(DATA SUPPLIED begins)

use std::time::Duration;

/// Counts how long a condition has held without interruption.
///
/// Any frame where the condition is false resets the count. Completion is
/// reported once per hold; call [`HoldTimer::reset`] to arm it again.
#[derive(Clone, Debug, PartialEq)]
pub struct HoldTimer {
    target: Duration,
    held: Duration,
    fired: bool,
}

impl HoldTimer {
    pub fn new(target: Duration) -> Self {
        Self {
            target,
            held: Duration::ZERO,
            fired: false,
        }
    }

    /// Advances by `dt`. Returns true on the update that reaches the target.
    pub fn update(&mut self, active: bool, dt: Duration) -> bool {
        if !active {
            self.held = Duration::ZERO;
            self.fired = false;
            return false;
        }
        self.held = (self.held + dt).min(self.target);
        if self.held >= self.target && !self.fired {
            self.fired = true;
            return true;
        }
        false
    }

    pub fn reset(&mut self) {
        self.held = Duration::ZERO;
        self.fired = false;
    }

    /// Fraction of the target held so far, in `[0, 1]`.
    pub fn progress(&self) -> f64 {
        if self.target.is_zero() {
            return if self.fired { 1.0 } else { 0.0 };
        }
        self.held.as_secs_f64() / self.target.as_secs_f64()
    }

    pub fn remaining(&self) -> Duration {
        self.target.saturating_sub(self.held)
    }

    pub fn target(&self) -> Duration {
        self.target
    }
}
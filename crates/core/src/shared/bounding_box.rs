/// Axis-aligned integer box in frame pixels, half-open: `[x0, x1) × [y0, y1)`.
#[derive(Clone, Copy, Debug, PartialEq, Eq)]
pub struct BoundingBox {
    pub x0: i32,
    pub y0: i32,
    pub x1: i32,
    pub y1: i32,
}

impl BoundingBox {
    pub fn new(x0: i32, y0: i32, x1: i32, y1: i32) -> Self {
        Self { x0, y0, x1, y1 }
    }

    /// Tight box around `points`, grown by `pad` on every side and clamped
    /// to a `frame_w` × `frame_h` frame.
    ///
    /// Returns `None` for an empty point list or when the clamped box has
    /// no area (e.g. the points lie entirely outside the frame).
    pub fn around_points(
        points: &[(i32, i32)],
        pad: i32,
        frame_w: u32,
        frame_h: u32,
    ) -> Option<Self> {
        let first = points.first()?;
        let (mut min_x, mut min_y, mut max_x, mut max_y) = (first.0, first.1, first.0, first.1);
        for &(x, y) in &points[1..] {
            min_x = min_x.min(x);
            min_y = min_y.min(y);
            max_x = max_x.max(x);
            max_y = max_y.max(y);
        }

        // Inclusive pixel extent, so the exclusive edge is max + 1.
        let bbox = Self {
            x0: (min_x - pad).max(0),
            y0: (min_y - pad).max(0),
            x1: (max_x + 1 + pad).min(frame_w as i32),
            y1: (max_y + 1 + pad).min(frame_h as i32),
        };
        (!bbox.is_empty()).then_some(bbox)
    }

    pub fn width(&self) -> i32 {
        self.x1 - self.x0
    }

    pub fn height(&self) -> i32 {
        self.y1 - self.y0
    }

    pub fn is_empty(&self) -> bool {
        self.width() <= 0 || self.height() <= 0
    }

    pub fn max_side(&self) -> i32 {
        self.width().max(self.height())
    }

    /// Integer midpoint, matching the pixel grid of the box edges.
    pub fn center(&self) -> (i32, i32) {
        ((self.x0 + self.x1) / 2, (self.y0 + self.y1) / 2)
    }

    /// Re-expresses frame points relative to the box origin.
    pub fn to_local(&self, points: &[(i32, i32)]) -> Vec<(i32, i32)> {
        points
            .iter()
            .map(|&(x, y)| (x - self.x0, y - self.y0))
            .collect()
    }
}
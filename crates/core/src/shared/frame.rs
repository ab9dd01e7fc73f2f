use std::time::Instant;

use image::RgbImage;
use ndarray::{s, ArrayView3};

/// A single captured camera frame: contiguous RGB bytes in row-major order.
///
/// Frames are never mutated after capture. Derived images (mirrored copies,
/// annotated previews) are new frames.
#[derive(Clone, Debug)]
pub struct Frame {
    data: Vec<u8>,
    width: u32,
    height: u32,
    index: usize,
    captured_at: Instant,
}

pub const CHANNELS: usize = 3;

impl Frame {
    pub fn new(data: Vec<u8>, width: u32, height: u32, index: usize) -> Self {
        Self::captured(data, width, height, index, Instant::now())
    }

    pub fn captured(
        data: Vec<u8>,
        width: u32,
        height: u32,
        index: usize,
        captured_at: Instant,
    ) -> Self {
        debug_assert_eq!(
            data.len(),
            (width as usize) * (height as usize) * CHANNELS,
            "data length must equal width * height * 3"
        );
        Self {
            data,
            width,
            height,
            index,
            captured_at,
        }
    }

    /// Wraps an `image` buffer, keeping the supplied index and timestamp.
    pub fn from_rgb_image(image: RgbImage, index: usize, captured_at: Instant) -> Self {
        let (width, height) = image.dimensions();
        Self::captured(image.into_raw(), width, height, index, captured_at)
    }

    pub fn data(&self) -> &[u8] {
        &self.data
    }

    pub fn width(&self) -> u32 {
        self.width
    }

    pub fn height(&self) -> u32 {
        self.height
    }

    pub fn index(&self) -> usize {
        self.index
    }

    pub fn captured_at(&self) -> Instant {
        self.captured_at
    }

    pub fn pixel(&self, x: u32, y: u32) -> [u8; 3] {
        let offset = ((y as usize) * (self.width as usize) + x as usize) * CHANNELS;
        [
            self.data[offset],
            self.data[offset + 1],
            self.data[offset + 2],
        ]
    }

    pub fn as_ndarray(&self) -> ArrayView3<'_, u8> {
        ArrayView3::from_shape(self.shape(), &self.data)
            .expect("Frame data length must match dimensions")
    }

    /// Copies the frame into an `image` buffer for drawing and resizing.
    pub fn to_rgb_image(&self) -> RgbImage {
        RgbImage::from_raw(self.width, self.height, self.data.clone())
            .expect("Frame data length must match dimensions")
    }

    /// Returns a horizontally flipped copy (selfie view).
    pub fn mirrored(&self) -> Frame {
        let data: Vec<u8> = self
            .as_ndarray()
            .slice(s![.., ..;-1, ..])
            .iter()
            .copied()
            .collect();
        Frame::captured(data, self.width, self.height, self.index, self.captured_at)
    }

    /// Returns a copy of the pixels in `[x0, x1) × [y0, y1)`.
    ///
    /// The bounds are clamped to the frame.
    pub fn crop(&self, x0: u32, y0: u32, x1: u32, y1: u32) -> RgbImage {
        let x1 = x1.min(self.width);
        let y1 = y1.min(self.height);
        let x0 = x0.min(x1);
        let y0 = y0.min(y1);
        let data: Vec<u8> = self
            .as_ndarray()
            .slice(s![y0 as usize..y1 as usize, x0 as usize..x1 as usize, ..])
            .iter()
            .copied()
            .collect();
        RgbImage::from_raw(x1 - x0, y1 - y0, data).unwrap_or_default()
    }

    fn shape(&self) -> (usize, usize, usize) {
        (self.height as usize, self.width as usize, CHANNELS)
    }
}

(DATA SUPPLIED ends)

Wherever the word "Duration" appears in the listing above, copy that line.

use std::time::Duration;
    target: Duration,
    held: Duration,
    pub fn new(target: Duration) -> Self {
            held: Duration::ZERO,
    pub fn update(&mut self, active: bool, dt: Duration) -> bool {
            self.held = Duration::ZERO;
        self.held = Duration::ZERO;
    pub fn remaining(&self) -> Duration {
    pub fn target(&self) -> Duration {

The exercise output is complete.